Report only how many lines of the records contain the word "them".

_Stored dataset items_
• • • • •
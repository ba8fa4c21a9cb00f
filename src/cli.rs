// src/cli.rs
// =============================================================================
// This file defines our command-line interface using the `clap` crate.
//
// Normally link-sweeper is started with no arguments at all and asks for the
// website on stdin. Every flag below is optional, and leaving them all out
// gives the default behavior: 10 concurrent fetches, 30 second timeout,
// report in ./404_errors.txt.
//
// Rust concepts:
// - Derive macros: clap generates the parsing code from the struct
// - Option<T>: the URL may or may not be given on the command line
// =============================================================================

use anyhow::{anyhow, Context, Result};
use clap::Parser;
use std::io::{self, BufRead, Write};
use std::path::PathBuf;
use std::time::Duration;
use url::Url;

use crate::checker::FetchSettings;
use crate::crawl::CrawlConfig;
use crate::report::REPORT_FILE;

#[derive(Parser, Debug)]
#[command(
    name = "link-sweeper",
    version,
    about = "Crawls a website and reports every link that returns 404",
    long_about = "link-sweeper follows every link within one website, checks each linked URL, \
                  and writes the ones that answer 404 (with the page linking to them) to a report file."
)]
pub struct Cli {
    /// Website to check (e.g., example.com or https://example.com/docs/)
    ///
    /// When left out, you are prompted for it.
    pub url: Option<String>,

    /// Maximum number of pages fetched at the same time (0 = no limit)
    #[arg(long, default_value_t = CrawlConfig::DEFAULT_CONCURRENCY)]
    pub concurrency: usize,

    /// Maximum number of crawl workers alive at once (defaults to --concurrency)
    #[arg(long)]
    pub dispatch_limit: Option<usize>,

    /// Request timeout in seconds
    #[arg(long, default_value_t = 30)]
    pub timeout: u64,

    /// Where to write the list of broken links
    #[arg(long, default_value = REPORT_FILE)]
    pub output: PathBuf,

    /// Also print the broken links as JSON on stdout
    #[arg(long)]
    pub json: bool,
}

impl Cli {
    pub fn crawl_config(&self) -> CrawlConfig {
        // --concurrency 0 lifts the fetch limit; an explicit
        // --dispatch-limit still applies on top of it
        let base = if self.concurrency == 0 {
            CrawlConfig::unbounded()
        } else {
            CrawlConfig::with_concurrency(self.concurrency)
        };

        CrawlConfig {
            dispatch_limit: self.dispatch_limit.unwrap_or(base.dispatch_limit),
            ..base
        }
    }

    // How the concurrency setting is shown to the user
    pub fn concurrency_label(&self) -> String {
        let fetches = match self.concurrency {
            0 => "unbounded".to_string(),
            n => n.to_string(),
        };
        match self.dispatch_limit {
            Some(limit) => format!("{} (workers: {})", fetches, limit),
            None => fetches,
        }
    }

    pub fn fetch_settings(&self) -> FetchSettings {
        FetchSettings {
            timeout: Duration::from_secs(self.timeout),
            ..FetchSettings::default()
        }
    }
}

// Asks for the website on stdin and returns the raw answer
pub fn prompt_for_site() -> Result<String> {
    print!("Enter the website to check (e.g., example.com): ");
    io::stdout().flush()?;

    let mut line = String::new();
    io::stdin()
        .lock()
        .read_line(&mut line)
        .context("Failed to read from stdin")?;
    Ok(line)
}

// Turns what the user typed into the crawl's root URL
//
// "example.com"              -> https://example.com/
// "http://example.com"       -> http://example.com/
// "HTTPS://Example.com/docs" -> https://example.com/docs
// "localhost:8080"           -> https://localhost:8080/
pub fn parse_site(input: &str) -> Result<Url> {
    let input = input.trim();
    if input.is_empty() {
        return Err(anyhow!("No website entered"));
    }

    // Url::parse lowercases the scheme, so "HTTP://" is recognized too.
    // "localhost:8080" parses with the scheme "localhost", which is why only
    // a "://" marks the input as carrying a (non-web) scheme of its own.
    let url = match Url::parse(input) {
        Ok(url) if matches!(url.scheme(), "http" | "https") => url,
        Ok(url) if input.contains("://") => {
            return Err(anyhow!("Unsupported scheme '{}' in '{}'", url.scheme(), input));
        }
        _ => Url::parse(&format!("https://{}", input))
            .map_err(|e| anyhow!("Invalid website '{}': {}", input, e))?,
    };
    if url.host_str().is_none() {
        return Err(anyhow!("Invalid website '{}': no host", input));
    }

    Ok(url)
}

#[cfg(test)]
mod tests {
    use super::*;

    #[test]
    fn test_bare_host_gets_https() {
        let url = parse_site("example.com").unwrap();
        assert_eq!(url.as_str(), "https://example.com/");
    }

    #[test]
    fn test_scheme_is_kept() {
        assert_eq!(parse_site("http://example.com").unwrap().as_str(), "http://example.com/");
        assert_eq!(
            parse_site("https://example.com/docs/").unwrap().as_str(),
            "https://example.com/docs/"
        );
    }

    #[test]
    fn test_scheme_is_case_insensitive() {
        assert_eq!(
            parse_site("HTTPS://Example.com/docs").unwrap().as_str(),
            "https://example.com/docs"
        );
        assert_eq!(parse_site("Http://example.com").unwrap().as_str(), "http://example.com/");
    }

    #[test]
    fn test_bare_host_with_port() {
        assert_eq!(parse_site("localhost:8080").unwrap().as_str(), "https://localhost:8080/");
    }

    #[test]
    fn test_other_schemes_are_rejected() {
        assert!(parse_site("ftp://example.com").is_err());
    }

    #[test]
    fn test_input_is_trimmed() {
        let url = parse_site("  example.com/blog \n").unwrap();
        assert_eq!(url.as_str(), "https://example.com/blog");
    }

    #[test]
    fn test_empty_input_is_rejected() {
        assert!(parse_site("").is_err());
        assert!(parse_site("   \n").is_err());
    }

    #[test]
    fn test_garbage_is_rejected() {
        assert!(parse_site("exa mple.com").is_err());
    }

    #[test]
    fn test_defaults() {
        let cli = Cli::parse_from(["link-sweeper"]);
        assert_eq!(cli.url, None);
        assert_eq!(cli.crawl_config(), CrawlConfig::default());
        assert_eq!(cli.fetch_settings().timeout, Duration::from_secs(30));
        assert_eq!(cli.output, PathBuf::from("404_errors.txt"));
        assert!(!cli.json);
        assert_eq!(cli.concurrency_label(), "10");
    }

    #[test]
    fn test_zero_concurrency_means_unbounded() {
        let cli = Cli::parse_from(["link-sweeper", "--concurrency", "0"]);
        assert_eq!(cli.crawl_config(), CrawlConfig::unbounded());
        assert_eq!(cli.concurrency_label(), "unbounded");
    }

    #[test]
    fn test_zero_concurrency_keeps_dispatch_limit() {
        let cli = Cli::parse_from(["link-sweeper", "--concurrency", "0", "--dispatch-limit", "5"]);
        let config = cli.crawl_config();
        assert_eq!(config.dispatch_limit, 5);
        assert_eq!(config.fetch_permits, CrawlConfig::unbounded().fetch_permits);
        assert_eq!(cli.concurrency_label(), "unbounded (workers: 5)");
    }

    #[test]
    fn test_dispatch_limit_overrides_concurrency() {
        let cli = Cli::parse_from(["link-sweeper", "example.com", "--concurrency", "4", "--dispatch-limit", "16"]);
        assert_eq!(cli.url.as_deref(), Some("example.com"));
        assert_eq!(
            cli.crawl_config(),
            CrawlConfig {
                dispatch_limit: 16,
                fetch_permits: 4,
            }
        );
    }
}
• • • • •
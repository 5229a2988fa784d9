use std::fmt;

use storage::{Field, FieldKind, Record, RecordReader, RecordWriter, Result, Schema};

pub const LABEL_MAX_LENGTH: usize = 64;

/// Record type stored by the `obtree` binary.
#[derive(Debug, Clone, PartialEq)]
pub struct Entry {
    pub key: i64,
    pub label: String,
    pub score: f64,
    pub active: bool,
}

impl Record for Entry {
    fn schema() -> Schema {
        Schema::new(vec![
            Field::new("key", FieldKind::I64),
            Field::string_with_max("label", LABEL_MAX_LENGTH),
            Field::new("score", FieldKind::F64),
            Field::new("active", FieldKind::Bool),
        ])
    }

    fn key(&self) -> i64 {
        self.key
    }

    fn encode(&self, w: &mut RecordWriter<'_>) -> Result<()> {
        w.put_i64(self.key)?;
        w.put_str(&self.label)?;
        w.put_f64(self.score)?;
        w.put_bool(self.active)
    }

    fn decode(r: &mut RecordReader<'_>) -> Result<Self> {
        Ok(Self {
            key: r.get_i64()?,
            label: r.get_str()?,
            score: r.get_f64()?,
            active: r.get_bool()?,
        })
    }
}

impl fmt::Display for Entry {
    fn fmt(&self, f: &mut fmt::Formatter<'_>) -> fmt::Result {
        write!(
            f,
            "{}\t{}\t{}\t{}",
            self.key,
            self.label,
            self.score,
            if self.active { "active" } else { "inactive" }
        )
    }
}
• • • • •
_Written response_
2